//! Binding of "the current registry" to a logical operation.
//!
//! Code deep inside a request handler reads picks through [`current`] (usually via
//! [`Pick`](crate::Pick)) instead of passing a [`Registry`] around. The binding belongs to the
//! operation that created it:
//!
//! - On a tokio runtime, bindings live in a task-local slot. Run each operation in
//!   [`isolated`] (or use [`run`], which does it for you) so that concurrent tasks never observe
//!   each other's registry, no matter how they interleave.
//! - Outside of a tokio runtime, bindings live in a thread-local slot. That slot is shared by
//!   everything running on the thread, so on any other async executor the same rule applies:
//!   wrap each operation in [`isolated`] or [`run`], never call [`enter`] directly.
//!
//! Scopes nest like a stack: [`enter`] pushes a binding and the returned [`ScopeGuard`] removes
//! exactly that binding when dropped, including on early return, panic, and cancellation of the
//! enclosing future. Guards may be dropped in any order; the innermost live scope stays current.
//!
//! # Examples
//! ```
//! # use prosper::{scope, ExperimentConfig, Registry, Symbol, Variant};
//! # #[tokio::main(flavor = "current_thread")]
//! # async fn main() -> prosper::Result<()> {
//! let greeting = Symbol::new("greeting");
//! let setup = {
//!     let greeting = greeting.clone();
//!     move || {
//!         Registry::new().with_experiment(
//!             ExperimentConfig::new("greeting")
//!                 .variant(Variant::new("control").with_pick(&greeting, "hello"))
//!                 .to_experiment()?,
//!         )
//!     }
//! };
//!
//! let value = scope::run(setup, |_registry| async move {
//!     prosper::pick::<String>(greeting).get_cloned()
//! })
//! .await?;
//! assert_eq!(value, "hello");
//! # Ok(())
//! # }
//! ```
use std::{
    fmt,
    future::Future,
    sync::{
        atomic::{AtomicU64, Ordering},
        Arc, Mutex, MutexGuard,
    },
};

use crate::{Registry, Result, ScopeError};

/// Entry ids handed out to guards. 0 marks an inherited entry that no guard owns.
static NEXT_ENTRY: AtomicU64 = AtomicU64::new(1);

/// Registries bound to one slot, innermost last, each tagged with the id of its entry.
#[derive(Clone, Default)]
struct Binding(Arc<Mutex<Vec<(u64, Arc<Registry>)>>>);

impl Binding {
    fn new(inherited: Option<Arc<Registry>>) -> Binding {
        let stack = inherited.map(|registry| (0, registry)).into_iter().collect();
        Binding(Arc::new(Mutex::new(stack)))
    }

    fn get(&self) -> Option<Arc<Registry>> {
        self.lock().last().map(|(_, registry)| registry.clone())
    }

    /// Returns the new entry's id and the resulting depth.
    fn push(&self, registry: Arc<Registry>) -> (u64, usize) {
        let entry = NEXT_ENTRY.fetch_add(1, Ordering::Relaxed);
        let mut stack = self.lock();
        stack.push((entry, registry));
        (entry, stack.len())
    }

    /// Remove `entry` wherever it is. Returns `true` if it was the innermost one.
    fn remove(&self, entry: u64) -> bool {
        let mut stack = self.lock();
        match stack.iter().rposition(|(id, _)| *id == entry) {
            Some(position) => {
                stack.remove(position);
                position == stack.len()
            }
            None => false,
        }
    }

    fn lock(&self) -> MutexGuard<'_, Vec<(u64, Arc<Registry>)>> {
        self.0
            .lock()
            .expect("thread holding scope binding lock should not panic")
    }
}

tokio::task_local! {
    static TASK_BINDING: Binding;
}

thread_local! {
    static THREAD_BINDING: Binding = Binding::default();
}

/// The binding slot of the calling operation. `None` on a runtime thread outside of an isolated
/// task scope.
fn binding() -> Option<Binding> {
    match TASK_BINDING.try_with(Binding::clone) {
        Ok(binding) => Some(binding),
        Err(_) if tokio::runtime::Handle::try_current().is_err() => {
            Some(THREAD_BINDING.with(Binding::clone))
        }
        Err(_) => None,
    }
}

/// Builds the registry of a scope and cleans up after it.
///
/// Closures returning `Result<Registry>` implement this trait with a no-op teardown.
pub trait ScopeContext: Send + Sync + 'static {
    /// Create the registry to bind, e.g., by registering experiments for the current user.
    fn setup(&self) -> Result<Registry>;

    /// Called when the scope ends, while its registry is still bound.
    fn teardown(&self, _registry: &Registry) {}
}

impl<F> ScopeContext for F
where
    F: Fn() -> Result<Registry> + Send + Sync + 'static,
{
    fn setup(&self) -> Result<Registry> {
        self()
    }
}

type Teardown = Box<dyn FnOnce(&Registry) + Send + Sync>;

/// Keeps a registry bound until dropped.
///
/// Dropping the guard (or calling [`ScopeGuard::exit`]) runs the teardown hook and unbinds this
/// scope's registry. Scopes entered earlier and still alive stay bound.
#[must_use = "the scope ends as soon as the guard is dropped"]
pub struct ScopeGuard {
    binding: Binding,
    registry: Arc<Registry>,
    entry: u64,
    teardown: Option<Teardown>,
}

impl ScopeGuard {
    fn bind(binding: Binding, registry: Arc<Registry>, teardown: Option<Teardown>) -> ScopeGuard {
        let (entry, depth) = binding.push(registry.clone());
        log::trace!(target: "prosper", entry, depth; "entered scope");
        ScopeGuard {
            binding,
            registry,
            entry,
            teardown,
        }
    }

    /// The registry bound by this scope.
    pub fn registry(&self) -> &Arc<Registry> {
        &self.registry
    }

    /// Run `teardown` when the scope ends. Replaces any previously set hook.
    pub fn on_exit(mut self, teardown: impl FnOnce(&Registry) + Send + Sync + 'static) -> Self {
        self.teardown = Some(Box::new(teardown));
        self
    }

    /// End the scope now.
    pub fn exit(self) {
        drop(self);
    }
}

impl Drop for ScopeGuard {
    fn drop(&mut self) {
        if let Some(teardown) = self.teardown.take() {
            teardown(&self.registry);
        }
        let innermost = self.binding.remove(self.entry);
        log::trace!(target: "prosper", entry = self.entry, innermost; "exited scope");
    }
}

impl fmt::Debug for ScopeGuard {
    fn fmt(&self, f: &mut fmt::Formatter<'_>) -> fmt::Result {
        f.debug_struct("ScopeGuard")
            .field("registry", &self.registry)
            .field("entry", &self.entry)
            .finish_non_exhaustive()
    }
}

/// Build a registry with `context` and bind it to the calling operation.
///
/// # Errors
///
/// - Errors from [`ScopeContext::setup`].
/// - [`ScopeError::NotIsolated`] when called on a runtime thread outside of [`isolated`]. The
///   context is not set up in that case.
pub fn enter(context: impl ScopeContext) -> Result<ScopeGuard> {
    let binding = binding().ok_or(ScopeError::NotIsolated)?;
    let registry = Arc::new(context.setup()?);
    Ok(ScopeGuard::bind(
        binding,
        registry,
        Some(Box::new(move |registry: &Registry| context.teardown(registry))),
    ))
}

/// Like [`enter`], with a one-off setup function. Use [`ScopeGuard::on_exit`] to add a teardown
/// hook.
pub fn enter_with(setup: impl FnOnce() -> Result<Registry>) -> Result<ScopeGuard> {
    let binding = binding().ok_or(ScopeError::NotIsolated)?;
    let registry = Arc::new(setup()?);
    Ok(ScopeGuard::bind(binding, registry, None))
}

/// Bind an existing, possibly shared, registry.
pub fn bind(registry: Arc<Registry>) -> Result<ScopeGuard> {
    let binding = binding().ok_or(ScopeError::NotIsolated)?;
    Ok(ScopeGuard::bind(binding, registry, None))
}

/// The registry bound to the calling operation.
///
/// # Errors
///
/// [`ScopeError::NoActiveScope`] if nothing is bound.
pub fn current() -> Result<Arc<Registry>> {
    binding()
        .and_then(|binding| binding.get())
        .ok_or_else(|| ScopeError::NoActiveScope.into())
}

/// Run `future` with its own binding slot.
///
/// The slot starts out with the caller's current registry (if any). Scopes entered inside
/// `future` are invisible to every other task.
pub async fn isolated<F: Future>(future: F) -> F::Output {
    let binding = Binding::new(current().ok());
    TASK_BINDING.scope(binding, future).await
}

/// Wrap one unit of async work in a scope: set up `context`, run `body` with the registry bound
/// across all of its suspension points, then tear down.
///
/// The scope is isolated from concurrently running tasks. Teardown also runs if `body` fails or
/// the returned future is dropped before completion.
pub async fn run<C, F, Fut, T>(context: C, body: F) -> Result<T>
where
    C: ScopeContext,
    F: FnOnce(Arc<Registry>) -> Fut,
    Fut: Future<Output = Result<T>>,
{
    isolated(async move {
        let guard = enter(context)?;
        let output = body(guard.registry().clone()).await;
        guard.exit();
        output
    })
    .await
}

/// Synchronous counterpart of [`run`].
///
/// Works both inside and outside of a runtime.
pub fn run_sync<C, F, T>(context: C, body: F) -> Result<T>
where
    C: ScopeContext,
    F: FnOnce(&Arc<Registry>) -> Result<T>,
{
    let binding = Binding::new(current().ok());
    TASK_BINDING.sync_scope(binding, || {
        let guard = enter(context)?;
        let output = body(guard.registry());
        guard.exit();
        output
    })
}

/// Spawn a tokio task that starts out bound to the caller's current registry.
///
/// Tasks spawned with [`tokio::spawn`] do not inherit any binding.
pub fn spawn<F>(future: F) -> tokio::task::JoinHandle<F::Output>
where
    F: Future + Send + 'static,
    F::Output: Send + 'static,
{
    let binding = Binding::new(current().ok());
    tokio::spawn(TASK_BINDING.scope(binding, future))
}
══════
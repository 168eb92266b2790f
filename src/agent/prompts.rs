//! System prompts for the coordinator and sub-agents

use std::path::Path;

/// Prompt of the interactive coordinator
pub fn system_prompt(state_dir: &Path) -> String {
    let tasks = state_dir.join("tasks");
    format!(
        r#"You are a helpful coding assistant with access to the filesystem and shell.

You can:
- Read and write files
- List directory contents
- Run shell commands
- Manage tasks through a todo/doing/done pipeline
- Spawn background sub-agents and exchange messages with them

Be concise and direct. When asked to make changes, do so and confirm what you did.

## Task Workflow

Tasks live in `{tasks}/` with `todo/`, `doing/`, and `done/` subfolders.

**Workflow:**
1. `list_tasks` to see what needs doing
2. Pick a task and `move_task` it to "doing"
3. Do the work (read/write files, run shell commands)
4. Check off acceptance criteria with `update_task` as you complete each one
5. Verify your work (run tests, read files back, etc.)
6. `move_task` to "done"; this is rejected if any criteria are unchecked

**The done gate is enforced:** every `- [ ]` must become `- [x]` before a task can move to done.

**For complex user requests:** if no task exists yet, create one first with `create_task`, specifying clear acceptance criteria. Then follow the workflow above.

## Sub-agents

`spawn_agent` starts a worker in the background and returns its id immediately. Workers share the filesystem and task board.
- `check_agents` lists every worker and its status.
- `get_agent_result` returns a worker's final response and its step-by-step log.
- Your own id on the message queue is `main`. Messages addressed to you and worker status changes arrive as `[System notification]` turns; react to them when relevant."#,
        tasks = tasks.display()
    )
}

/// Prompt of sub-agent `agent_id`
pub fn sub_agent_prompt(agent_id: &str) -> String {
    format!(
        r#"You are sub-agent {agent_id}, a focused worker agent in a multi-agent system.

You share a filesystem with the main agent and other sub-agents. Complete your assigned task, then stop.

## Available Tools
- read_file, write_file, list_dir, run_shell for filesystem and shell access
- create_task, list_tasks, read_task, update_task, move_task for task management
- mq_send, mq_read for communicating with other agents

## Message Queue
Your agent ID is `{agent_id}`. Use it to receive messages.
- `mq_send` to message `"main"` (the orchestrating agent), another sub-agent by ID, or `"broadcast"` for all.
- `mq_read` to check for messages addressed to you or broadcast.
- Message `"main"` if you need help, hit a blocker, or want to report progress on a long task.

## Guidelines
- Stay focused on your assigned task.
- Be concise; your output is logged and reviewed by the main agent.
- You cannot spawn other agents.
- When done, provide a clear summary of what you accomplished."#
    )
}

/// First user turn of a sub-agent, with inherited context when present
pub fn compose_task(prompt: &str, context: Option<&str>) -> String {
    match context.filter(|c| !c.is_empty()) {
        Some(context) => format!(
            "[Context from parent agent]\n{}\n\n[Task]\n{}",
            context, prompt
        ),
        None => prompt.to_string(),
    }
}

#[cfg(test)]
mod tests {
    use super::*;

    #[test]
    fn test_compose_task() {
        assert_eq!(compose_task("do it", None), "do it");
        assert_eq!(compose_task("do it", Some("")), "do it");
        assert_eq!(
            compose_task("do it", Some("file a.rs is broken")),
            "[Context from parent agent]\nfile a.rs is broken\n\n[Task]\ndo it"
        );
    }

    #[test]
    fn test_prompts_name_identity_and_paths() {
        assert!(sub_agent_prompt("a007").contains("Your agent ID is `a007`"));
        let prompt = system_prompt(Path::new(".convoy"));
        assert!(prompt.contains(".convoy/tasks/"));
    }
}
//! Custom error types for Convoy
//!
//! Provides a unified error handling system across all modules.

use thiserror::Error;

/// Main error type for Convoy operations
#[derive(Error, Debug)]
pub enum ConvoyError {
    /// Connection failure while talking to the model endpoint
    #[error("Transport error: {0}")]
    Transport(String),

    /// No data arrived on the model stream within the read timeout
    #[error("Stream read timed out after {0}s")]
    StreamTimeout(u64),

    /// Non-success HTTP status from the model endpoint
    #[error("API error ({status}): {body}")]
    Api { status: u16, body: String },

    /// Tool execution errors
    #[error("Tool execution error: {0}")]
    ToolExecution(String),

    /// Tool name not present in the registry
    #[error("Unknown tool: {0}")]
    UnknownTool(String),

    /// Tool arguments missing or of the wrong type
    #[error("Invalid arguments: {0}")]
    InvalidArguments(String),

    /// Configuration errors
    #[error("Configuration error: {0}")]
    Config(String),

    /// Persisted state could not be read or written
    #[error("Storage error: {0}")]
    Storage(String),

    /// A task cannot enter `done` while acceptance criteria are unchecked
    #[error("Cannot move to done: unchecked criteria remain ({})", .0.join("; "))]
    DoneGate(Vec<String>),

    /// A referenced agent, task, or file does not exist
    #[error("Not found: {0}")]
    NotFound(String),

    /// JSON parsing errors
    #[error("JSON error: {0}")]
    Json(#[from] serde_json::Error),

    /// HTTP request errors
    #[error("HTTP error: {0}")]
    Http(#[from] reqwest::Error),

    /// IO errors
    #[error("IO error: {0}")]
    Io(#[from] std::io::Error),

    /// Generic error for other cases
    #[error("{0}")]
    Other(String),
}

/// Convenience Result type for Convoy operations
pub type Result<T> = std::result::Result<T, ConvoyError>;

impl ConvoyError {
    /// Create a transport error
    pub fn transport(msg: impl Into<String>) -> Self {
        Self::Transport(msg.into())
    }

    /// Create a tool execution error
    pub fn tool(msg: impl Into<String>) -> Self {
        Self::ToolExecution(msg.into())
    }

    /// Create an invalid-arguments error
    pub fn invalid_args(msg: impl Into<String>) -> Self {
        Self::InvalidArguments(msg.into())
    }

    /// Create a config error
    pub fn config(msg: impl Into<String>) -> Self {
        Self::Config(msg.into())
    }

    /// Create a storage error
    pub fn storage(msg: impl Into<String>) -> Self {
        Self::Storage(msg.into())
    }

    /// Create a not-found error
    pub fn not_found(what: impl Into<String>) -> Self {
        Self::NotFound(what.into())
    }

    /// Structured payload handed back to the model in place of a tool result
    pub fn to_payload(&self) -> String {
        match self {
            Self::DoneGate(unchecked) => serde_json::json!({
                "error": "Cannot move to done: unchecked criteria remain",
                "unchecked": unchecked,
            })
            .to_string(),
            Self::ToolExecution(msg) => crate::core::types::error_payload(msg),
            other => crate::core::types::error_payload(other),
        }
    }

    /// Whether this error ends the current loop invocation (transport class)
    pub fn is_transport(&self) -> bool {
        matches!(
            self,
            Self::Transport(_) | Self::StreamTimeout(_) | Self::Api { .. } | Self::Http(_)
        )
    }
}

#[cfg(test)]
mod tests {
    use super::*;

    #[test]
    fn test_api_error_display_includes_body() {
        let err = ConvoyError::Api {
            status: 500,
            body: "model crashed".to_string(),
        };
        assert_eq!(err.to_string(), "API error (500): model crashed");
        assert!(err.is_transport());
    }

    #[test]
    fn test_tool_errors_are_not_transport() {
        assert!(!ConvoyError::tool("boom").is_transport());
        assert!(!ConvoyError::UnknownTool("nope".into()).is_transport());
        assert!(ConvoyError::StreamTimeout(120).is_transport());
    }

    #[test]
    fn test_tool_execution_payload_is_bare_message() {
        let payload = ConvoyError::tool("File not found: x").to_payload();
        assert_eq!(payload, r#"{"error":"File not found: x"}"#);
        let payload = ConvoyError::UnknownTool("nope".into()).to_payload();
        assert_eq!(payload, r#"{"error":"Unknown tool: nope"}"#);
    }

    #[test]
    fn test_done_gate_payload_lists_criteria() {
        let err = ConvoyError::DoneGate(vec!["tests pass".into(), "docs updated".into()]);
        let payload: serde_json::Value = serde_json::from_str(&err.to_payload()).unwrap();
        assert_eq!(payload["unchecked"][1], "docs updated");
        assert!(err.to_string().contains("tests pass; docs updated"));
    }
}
══════
Pick out and copy the lines of the material that include the word "types".

//! Custom error types for Convoy
            Self::ToolExecution(msg) => crate::core::types::error_payload(msg),
            other => crate::core::types::error_payload(other),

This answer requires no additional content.